> Work to be completed
State the number of lines in the records underneath where the word "content" turns up, and say nothing else.

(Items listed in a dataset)
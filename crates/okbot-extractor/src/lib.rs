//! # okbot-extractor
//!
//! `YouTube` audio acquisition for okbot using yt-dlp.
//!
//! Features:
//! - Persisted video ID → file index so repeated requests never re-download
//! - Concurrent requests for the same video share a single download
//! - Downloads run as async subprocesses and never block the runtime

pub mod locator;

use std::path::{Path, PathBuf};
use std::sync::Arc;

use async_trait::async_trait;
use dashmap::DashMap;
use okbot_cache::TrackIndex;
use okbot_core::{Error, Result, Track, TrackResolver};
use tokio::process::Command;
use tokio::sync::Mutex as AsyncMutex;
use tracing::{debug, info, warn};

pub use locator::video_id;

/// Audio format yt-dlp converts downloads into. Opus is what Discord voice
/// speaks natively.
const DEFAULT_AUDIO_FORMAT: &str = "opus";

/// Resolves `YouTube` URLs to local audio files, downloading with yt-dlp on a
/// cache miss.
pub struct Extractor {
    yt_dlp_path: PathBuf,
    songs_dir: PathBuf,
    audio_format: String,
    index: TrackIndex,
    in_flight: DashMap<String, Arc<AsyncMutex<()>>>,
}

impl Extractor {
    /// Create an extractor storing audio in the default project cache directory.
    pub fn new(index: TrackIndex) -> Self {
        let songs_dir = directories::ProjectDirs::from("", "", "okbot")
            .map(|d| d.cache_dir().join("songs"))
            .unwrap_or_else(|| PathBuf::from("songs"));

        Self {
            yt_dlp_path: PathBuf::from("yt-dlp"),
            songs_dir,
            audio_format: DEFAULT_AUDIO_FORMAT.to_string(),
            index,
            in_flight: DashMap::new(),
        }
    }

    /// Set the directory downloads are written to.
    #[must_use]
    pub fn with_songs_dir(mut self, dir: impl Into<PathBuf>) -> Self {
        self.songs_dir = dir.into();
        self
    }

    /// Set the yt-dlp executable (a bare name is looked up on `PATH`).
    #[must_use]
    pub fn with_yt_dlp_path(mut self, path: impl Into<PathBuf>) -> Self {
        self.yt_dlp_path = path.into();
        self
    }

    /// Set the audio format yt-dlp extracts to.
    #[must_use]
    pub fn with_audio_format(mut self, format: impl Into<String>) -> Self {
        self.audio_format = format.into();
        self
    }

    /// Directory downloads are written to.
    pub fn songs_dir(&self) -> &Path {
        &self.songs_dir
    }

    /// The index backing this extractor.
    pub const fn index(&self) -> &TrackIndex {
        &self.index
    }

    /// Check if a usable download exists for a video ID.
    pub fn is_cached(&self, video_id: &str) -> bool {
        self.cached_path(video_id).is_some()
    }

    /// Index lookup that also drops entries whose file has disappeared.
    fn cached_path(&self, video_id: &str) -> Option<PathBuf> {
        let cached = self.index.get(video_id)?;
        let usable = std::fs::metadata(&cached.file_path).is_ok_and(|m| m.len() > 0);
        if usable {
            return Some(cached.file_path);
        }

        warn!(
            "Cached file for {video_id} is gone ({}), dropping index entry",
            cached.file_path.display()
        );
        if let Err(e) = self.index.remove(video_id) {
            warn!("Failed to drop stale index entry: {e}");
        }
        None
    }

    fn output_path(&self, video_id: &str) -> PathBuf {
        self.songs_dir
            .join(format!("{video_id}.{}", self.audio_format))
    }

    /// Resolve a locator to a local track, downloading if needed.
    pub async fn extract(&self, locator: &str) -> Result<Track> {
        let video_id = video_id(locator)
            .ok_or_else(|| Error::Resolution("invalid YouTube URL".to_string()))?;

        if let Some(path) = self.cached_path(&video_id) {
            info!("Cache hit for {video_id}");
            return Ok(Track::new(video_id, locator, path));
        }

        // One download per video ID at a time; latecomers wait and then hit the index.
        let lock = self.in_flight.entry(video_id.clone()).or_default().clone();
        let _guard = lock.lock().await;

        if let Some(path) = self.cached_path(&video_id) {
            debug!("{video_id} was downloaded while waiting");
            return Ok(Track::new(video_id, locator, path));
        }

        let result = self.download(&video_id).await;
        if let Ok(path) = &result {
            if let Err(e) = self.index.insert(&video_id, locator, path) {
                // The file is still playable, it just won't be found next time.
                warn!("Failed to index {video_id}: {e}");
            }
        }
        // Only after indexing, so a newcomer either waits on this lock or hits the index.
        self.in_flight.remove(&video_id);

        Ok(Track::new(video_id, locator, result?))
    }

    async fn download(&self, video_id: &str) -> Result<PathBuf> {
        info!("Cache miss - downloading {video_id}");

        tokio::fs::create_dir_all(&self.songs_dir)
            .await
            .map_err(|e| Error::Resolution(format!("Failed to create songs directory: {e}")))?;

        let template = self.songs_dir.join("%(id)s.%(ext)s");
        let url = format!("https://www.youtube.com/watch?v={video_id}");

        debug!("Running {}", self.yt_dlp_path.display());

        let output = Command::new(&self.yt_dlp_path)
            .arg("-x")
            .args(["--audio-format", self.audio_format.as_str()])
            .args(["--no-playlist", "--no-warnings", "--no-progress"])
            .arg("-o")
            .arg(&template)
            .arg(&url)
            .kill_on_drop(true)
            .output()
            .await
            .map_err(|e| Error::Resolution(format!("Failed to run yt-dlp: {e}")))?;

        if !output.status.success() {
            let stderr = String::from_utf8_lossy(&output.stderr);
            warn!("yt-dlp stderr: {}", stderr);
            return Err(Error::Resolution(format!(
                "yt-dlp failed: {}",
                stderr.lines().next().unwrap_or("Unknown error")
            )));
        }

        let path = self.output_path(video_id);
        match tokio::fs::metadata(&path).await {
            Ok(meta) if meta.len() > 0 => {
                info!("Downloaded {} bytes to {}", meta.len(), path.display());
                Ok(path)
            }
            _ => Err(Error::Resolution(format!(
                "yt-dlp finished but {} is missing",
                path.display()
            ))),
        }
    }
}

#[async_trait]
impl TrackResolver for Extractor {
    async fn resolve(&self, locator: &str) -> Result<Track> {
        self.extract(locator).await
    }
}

* * *

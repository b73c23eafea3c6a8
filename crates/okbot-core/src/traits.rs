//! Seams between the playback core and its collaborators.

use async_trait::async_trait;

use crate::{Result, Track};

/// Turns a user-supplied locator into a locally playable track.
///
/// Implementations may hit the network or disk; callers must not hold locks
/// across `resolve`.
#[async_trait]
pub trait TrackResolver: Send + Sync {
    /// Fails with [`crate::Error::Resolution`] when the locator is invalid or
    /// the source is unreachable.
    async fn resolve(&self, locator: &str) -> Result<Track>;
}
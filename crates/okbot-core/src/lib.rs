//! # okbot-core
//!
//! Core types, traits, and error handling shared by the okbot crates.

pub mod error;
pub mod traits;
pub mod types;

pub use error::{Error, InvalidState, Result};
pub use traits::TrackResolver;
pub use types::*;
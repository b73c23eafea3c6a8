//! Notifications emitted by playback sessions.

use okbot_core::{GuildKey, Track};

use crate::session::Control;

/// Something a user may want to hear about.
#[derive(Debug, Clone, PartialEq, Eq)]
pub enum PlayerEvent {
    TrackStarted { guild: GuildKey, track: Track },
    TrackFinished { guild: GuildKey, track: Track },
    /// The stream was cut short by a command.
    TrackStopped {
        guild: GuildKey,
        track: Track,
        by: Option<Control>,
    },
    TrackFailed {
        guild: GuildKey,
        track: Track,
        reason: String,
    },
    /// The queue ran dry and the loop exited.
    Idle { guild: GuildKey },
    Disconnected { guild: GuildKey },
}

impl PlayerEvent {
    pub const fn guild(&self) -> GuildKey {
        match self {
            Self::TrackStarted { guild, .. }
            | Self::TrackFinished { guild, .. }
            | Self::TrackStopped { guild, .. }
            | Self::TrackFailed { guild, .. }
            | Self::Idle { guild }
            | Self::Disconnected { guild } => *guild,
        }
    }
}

* * *

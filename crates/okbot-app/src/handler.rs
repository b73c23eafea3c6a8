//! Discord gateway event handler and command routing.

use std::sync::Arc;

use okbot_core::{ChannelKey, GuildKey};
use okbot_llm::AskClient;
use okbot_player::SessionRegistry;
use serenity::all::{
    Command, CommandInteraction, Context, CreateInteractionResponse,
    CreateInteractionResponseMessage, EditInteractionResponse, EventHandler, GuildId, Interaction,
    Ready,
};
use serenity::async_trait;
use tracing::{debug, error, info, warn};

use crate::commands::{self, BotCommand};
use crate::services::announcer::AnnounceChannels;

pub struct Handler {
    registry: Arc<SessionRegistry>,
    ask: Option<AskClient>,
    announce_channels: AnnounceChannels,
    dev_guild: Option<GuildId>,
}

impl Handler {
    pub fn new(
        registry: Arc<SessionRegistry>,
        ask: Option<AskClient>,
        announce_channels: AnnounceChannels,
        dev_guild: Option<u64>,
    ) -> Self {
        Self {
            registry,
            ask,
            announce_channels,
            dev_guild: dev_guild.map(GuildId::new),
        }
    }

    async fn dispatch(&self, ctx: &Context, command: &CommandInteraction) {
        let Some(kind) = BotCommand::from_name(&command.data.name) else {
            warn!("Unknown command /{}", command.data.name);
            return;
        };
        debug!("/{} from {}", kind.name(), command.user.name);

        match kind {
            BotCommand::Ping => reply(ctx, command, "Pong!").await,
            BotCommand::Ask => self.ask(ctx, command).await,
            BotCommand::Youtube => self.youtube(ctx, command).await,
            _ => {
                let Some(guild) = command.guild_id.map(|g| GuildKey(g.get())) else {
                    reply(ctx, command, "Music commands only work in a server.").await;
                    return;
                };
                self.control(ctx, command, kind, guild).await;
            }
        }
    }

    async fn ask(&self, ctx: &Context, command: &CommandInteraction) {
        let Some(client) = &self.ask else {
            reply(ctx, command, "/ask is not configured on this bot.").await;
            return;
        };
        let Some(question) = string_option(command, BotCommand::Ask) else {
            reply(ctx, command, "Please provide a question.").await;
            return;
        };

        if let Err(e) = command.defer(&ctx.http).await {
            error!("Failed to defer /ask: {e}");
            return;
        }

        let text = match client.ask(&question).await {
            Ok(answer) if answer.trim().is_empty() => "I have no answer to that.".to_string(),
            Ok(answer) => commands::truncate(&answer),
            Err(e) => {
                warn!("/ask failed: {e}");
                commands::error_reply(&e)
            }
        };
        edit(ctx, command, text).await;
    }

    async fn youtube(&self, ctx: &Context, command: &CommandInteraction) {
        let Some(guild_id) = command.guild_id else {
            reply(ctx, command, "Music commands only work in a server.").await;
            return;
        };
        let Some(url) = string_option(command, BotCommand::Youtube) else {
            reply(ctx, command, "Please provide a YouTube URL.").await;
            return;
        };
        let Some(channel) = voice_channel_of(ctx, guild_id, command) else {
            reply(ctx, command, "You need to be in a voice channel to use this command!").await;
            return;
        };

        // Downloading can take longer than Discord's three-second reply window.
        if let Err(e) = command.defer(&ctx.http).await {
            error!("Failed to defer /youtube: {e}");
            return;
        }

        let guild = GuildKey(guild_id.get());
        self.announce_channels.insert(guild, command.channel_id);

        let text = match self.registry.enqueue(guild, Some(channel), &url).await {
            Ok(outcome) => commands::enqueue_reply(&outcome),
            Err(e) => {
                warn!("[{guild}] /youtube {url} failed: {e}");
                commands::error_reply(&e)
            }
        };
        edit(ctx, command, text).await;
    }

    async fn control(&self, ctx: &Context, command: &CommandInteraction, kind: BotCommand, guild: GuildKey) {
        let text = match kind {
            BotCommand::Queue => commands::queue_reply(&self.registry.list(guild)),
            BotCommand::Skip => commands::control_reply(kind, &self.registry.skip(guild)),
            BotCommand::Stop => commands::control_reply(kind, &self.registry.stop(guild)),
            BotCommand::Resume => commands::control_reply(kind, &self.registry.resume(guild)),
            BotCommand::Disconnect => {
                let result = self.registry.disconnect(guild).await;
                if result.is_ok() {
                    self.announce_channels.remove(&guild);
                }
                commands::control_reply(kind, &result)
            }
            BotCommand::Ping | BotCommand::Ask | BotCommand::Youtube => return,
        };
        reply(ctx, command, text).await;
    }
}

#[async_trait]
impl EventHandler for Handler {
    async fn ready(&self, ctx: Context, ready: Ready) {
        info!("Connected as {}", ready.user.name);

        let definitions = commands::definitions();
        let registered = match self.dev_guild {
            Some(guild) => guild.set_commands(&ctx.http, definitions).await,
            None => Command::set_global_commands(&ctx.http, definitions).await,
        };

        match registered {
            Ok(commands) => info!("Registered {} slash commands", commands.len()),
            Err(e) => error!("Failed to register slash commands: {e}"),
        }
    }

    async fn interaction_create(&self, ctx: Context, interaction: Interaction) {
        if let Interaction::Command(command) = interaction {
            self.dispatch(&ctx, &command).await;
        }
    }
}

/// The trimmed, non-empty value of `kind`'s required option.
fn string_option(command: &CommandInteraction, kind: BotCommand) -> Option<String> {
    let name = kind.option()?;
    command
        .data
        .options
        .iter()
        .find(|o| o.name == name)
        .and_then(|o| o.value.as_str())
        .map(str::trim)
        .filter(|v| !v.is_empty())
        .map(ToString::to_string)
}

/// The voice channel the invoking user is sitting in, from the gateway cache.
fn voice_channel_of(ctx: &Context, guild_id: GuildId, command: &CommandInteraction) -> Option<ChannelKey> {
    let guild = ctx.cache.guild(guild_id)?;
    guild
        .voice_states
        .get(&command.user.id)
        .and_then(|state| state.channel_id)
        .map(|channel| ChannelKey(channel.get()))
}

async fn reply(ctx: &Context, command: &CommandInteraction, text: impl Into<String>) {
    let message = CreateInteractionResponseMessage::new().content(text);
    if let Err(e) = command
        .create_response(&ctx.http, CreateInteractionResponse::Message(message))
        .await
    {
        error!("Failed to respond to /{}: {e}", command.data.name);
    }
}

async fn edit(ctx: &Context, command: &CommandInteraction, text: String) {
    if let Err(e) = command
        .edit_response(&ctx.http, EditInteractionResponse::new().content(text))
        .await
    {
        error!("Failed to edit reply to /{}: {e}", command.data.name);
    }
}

> Your response
2